Van Cliburn
Rien ne peut être comparé avec ce que ce pianiste a subi lors du tout premier concours Tchaïkovski en 1958. À l'époque, les compétitions n'étaient pas encore devenues un énorme événement musical, et l'URSS vient d'ouvrir le « rideau de fer ». Ce jeune type de 23 ans venu du Texas qui a joué le Premier concerto de Tchaïkovski et le troisième de Rachmaninov dans les traditions rappelant l'ancienne école de piano russe avec sa liberté et son émotivité est devenu l'idole des Moscovites. Mais selon la conviction soviétique, le représentant de l'URSS devait à tout prix gagner… Sviatoslav Richter, qui était membre du jury, s'y opposa vivement.

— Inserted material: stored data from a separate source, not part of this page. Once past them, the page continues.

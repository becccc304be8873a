// HTTP implementation of the sensor data source
use crate::application::sensor_repository::{FetchError, FetchResult, SensorDataSource};
use crate::domain::sensor::{DashboardStats, ProcessStage, RecentReadingsPage, SensorReading};
use async_trait::async_trait;
use chrono::{DateTime, SecondsFormat, Utc};
use serde::de::DeserializeOwned;

#[derive(Debug, Clone)]
pub struct SensorApiClient {
    base_url: String,
    client: reqwest::Client,
}

impl SensorApiClient {
    pub fn new(base_url: &str) -> Self {
        Self {
            base_url: base_url.trim_end_matches('/').to_string(),
            client: reqwest::Client::new(),
        }
    }

    pub fn base_url(&self) -> &str {
        &self.base_url
    }

    fn url(&self, resource: &str) -> String {
        format!("{}/{}", self.base_url, resource)
    }

    /// GET `resource` and decode the body. An empty or `null` body decodes
    /// to `None`.
    async fn get_json<T: DeserializeOwned>(
        &self,
        resource: &str,
        query: &[(&str, String)],
    ) -> FetchResult<Option<T>> {
        let url = self.url(resource);
        tracing::debug!("GET {} {:?}", url, query);

        let response = self
            .client
            .get(&url)
            .query(query)
            .header("Accept", "application/json")
            .send()
            .await
            .map_err(|e| FetchError::Transport {
                url: url.clone(),
                message: e.to_string(),
            })?;

        if !response.status().is_success() {
            let status = response.status().as_u16();
            let body = response.text().await.unwrap_or_default();
            return Err(FetchError::Status { url, status, body });
        }

        let body = response.bytes().await.map_err(|e| FetchError::Transport {
            url: url.clone(),
            message: e.to_string(),
        })?;
        if body.iter().all(u8::is_ascii_whitespace) {
            return Ok(None);
        }

        serde_json::from_slice::<Option<T>>(&body).map_err(|e| FetchError::Decode {
            url,
            message: e.to_string(),
        })
    }

    async fn get_list<T: DeserializeOwned>(
        &self,
        resource: &str,
        query: &[(&str, String)],
    ) -> FetchResult<Vec<T>> {
        Ok(self.get_json(resource, query).await?.unwrap_or_default())
    }
}

fn iso_millis(time: DateTime<Utc>) -> String {
    time.to_rfc3339_opts(SecondsFormat::Millis, true)
}

#[async_trait]
impl SensorDataSource for SensorApiClient {
    async fn latest_readings(&self) -> FetchResult<Vec<SensorReading>> {
        self.get_list("latest-readings", &[]).await
    }

    async fn readings_by_oem(&self, oem: &str) -> FetchResult<Vec<SensorReading>> {
        let resource = format!("readings/oem/{}", urlencoding::encode(oem));
        self.get_list(&resource, &[]).await
    }

    async fn historical_data(
        &self,
        stage_id: i64,
        parameter: &str,
        start: DateTime<Utc>,
        end: DateTime<Utc>,
    ) -> FetchResult<Vec<SensorReading>> {
        let query = [
            ("stageId", stage_id.to_string()),
            ("parameter", parameter.to_string()),
            ("startTime", iso_millis(start)),
            ("endTime", iso_millis(end)),
        ];
        self.get_list("historical", &query).await
    }

    async fn alerts(&self) -> FetchResult<Vec<SensorReading>> {
        self.get_list("alerts", &[]).await
    }

    async fn recent_readings(&self, page: u32, size: u32) -> FetchResult<RecentReadingsPage> {
        let query = [("page", page.to_string()), ("size", size.to_string())];
        Ok(self.get_json("recent", &query).await?.unwrap_or_default())
    }

    async fn parameters(&self) -> FetchResult<Vec<String>> {
        self.get_list("parameters", &[]).await
    }

    async fn process_stages(&self) -> FetchResult<Vec<ProcessStage>> {
        self.get_list("process-stages", &[]).await
    }

    async fn oems(&self) -> FetchResult<Vec<String>> {
        self.get_list("oems", &[]).await
    }

    async fn readings_by_parameter(&self, parameter: &str) -> FetchResult<Vec<SensorReading>> {
        let resource = format!("readings/parameter/{}", urlencoding::encode(parameter));
        self.get_list(&resource, &[]).await
    }

    async fn dashboard_stats(&self) -> FetchResult<Option<DashboardStats>> {
        self.get_json("stats", &[]).await
    }
}
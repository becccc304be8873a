// HTTP request handlers
use crate::application::chart_adapter::on_chart_select;
use crate::application::sensor_repository::{DEFAULT_RECENT_PAGE, DEFAULT_RECENT_PAGE_SIZE};
use crate::domain::chart::ChartKind;
use crate::infrastructure::http_response::{accepts_brotli, json_response};
use crate::infrastructure::snapshot_stream::stream_from_watch;
use crate::presentation::app_state::AppState;
use crate::presentation::views::{DashboardView, WtpView};
use axum::{
    extract::{Path, Query, State},
    http::{HeaderMap, StatusCode},
    response::{IntoResponse, Redirect, Response},
    Json,
};
use chrono::{DateTime, Utc};
use serde::{Deserialize, Serialize};
use std::sync::Arc;

#[derive(Deserialize)]
pub struct ChartQuery {
    pub chart: Option<ChartKind>,
}

#[derive(Deserialize)]
pub struct FilterRequest {
    pub oem: Option<String>,
    pub parameter: Option<String>,
}

#[derive(Deserialize)]
#[serde(rename_all = "camelCase")]
pub struct HistoricalQuery {
    pub stage_id: i64,
    pub parameter: String,
    pub start_time: DateTime<Utc>,
    pub end_time: DateTime<Utc>,
}

#[derive(Deserialize)]
pub struct PageQuery {
    pub page: Option<u32>,
    pub size: Option<u32>,
}

async fn respond<T: Serialize>(value: &T, headers: &HeaderMap) -> Response {
    match json_response(value, accepts_brotli(headers)).await {
        Ok(response) => response,
        Err(status) => status.into_response(),
    }
}

/// Health check endpoint
pub async fn health_check() -> &'static str {
    "ok"
}

/// Landing route and anything unknown
pub async fn redirect_to_wtp_dashboard() -> Redirect {
    Redirect::to("/wtp-dashboard")
}

async fn dashboard_response(state: &AppState, kind: ChartKind, headers: &HeaderMap) -> Response {
    let snapshot = state.dashboard_service.snapshot().await;
    let summaries = state.dashboard_service.alert_summaries().await;
    let view = DashboardView::new(snapshot, kind, summaries);
    respond(&view, headers).await
}

/// Filterable readings view with one chart
pub async fn get_dashboard(
    Query(query): Query<ChartQuery>,
    headers: HeaderMap,
    State(state): State<Arc<AppState>>,
) -> Response {
    dashboard_response(&state, query.chart.unwrap_or_default(), &headers).await
}

pub async fn apply_filters(
    headers: HeaderMap,
    State(state): State<Arc<AppState>>,
    Json(request): Json<FilterRequest>,
) -> Response {
    state
        .dashboard_service
        .set_filters(request.oem.as_deref(), request.parameter.as_deref())
        .await;
    dashboard_response(&state, ChartKind::default(), &headers).await
}

/// Manual refresh: reloads the latest readings
pub async fn refresh_dashboard(headers: HeaderMap, State(state): State<Arc<AppState>>) -> Response {
    state.dashboard_service.manual_refresh().await;
    dashboard_response(&state, ChartKind::default(), &headers).await
}

pub async fn dashboard_chart(
    Path(kind): Path<String>,
    headers: HeaderMap,
    State(state): State<Arc<AppState>>,
) -> Response {
    let kind = match kind.parse::<ChartKind>() {
        Ok(kind) => kind,
        Err(e) => return (StatusCode::BAD_REQUEST, e).into_response(),
    };

    let chart = state.dashboard_service.chart(kind).await;
    if chart.is_empty() {
        tracing::debug!("No data for {} chart", chart.kind());
    }
    respond(&chart, &headers).await
}

/// Click events from a rendered chart
pub async fn chart_selection(Json(event): Json<serde_json::Value>) -> StatusCode {
    on_chart_select(&event);
    StatusCode::NO_CONTENT
}

pub async fn readings_by_oem(
    Path(oem): Path<String>,
    headers: HeaderMap,
    State(state): State<Arc<AppState>>,
) -> Response {
    let readings = state.dashboard_service.readings_for_oem(&oem).await;
    respond(&readings, &headers).await
}

pub async fn readings_by_parameter(
    Path(parameter): Path<String>,
    headers: HeaderMap,
    State(state): State<Arc<AppState>>,
) -> Response {
    let readings = state.dashboard_service.readings_for_parameter(&parameter).await;
    respond(&readings, &headers).await
}

pub async fn historical_readings(
    Query(query): Query<HistoricalQuery>,
    headers: HeaderMap,
    State(state): State<Arc<AppState>>,
) -> Response {
    let readings = state
        .dashboard_service
        .historical(query.stage_id, &query.parameter, query.start_time, query.end_time)
        .await;
    respond(&readings, &headers).await
}

/// One page of recent readings, passed through as the backend shaped it
pub async fn recent_readings(
    Query(query): Query<PageQuery>,
    headers: HeaderMap,
    State(state): State<Arc<AppState>>,
) -> Response {
    let page = state
        .dashboard_service
        .recent(
            query.page.unwrap_or(DEFAULT_RECENT_PAGE),
            query.size.unwrap_or(DEFAULT_RECENT_PAGE_SIZE),
        )
        .await;
    respond(&page, &headers).await
}

async fn wtp_response(state: &AppState, headers: &HeaderMap) -> Response {
    let processes = state.wtp_service.processes().await;
    let overview = state.wtp_service.overview().await;
    let selected_tab = state.wtp_service.selected_tab().await;
    let view = WtpView::new(&processes, &overview, selected_tab);
    respond(&view, headers).await
}

/// Per-process KPI view
pub async fn get_wtp_dashboard(headers: HeaderMap, State(state): State<Arc<AppState>>) -> Response {
    wtp_response(&state, &headers).await
}

pub async fn select_wtp_tab(
    Path(index): Path<usize>,
    headers: HeaderMap,
    State(state): State<Arc<AppState>>,
) -> Response {
    state.wtp_service.select_tab(index).await;
    wtp_response(&state, &headers).await
}

/// Process snapshots as newline-delimited JSON, one line per KPI tick
pub async fn stream_wtp_dashboard(State(state): State<Arc<AppState>>) -> impl IntoResponse {
    stream_from_watch(state.wtp_service.subscribe(), state.shutdown.clone())
}

#[cfg(test)]
mod tests {
    use crate::application::dashboard_service::tests::populated_source;
    use crate::application::dashboard_service::DashboardService;
    use crate::application::wtp_service::WtpService;
    use crate::infrastructure::snapshot_stream::shutdown_requested;
    use crate::presentation::app_state::AppState;
    use crate::presentation::router;
    use reqwest::redirect::Policy;
    use serde_json::{json, Value};
    use std::sync::Arc;
    use std::time::Duration;
    use tokio::sync::watch;

    async fn serve() -> (String, AppState) {
        let state = AppState {
            dashboard_service: DashboardService::new(
                Arc::new(populated_source()),
                Duration::from_secs(30),
            ),
            wtp_service: WtpService::new(Duration::from_secs(10)),
            shutdown: watch::channel(false).1,
        };
        state.dashboard_service.load_initial().await;

        let app = router(Arc::new(state.clone()));
        let listener = tokio::net::TcpListener::bind("127.0.0.1:0").await.unwrap();
        let addr = listener.local_addr().unwrap();
        tokio::spawn(async move {
            axum::serve(listener, app).await.unwrap();
        });
        (format!("http://{}", addr), state)
    }

    fn no_redirects() -> reqwest::Client {
        reqwest::Client::builder()
            .redirect(Policy::none())
            .build()
            .unwrap()
    }

    #[tokio::test]
    async fn test_unknown_routes_redirect_to_wtp_dashboard() {
        let (base, _) = serve().await;
        let client = no_redirects();

        for path in ["/", "/reports/annual", "/dashboard/nope/deeper"] {
            let response = client.get(format!("{}{}", base, path)).send().await.unwrap();
            assert_eq!(response.status(), 303, "path {}", path);
            assert_eq!(response.headers()["location"], "/wtp-dashboard");
        }

        let health = client.get(format!("{}/healthz", base)).send().await.unwrap();
        assert_eq!(health.text().await.unwrap(), "ok");
    }

    #[tokio::test]
    async fn test_dashboard_filters_and_charts() {
        let (base, _) = serve().await;
        let client = reqwest::Client::new();

        let view: Value = client
            .get(format!("{}/dashboard?chart=pie", base))
            .send()
            .await
            .unwrap()
            .json()
            .await
            .unwrap();
        assert_eq!(view["filteredReadings"].as_array().unwrap().len(), 10);
        assert_eq!(view["chart"]["kind"], "pie");
        assert_eq!(view["loading"], false);

        let filtered: Value = client
            .put(format!("{}/dashboard/filters", base))
            .json(&json!({"parameter": "pH"}))
            .send()
            .await
            .unwrap()
            .json()
            .await
            .unwrap();
        assert_eq!(filtered["selectedOem"], "all");
        assert_eq!(filtered["selectedParameter"], "pH");
        assert_eq!(filtered["filteredReadings"].as_array().unwrap().len(), 3);
        assert_eq!(filtered["parameterGroups"][0]["value"], 3);

        let gauge: Value = client
            .get(format!("{}/dashboard/charts/gauge", base))
            .send()
            .await
            .unwrap()
            .json()
            .await
            .unwrap();
        assert_eq!(gauge["kind"], "gauge");
        assert_eq!(gauge["data"]["point"]["value"], 7.0);

        let bad = client
            .get(format!("{}/dashboard/charts/radar", base))
            .send()
            .await
            .unwrap();
        assert_eq!(bad.status(), 400);
    }

    #[tokio::test]
    async fn test_wtp_dashboard_view_and_tabs() {
        let (base, state) = serve().await;
        let client = reqwest::Client::new();

        let view: Value = client
            .put(format!("{}/wtp-dashboard/tab/4", base))
            .send()
            .await
            .unwrap()
            .json()
            .await
            .unwrap();
        assert_eq!(view["selectedTab"], 4);
        assert_eq!(view["processes"].as_array().unwrap().len(), 6);
        assert_eq!(view["overview"][0]["icon"], "trending_up");
        assert_eq!(state.wtp_service.selected_tab().await, 4);
    }

    #[tokio::test]
    async fn test_brotli_when_requested() {
        let (base, _) = serve().await;
        let response = reqwest::Client::new()
            .get(format!("{}/wtp-dashboard", base))
            .header("accept-encoding", "br")
            .send()
            .await
            .unwrap();
        assert_eq!(response.headers()["content-encoding"], "br");
    }

    #[tokio::test]
    async fn test_backend_passthroughs() {
        let (base, _) = serve().await;
        let client = reqwest::Client::new();

        let by_oem: Value = client
            .get(format!("{}/dashboard/readings/oem/Siemens", base))
            .send()
            .await
            .unwrap()
            .json()
            .await
            .unwrap();
        assert_eq!(by_oem.as_array().unwrap().len(), 5);
        assert_eq!(by_oem[0]["oem"], "Siemens");

        let by_parameter: Value = client
            .get(format!("{}/dashboard/readings/parameter/Chlorine", base))
            .send()
            .await
            .unwrap()
            .json()
            .await
            .unwrap();
        assert_eq!(by_parameter.as_array().unwrap().len(), 3);

        let historical: Value = client
            .get(format!("{}/dashboard/historical", base))
            .query(&[
                ("stageId", "2"),
                ("parameter", "pH"),
                ("startTime", "2024-05-01T00:00:00Z"),
                ("endTime", "2024-05-02T00:00:00Z"),
            ])
            .send()
            .await
            .unwrap()
            .json()
            .await
            .unwrap();
        assert_eq!(historical.as_array().unwrap().len(), 3);

        let missing_range = client
            .get(format!("{}/dashboard/historical?stageId=2&parameter=pH", base))
            .send()
            .await
            .unwrap();
        assert_eq!(missing_range.status(), 400);

        let recent = client
            .get(format!("{}/dashboard/recent", base))
            .send()
            .await
            .unwrap();
        assert_eq!(recent.status(), 200);
        assert_eq!(recent.json::<Value>().await.unwrap(), Value::Null);

        let selected = client
            .post(format!("{}/dashboard/chart-selection", base))
            .json(&json!({"name": "ABB", "value": 5}))
            .send()
            .await
            .unwrap();
        assert_eq!(selected.status(), 204);
    }

    async fn next_line(response: &mut reqwest::Response, buffer: &mut Vec<u8>) -> Value {
        loop {
            if let Some(end) = buffer.iter().position(|b| *b == b'\n') {
                let line: Vec<u8> = buffer.drain(..=end).collect();
                return serde_json::from_slice(&line).unwrap();
            }
            let chunk = tokio::time::timeout(Duration::from_secs(5), response.chunk())
                .await
                .unwrap()
                .unwrap()
                .unwrap();
            buffer.extend_from_slice(&chunk);
        }
    }

    #[tokio::test]
    async fn test_graceful_shutdown_closes_open_streams() {
        let (shutdown_tx, shutdown_rx) = watch::channel(false);
        let state = AppState {
            dashboard_service: DashboardService::new(
                Arc::new(populated_source()),
                Duration::from_secs(30),
            ),
            wtp_service: WtpService::new(Duration::from_secs(10)),
            shutdown: shutdown_rx.clone(),
        };

        let listener = tokio::net::TcpListener::bind("127.0.0.1:0").await.unwrap();
        let addr = listener.local_addr().unwrap();
        let mut signal = shutdown_rx;
        let server = tokio::spawn(async move {
            axum::serve(listener, router(Arc::new(state)))
                .with_graceful_shutdown(async move {
                    shutdown_requested(&mut signal).await;
                })
                .await
                .unwrap();
        });

        let mut response = reqwest::Client::new()
            .get(format!("http://{}/wtp-dashboard/stream", addr))
            .send()
            .await
            .unwrap();
        let mut buffer = Vec::new();
        let initial = next_line(&mut response, &mut buffer).await;
        assert_eq!(initial.as_array().unwrap().len(), 6);

        shutdown_tx.send_replace(true);
        tokio::time::timeout(Duration::from_secs(3), server)
            .await
            .expect("server should stop while a stream is open")
            .unwrap();
    }

    #[tokio::test]
    async fn test_stream_emits_snapshot_per_tick() {
        let (base, state) = serve().await;
        let mut response = reqwest::Client::new()
            .get(format!("{}/wtp-dashboard/stream", base))
            .send()
            .await
            .unwrap();
        assert_eq!(response.headers()["content-type"], "application/x-ndjson");

        let mut buffer = Vec::new();
        let initial = next_line(&mut response, &mut buffer).await;
        assert_eq!(initial.as_array().unwrap().len(), 6);
        assert_eq!(initial[0]["kpis"][0]["trend"], "stable");

        state.wtp_service.tick().await;
        let ticked = next_line(&mut response, &mut buffer).await;
        assert_eq!(ticked.as_array().unwrap().len(), 6);
        assert!(ticked[0]["kpis"][0]["value"].is_number());
    }
}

La question du vainqueur a été tranchée au niveau du Kremlin, et avec l'approbation de Nikita Khrouchtchev, le premier prix a été décerné à l'Américain Van Cliburn, élève du professeur russe Rosina Levine.
La victoire de Moscou lui a ouvert les portes du monde de la musique : il a été le premier musicien classique, à recevoir un Grammy, son enregistrement du premier concerto pour piano de Tchaïkovski a reçu le premier disque de platine de la musique classique et a reçu deux autres disques de platine par la suite.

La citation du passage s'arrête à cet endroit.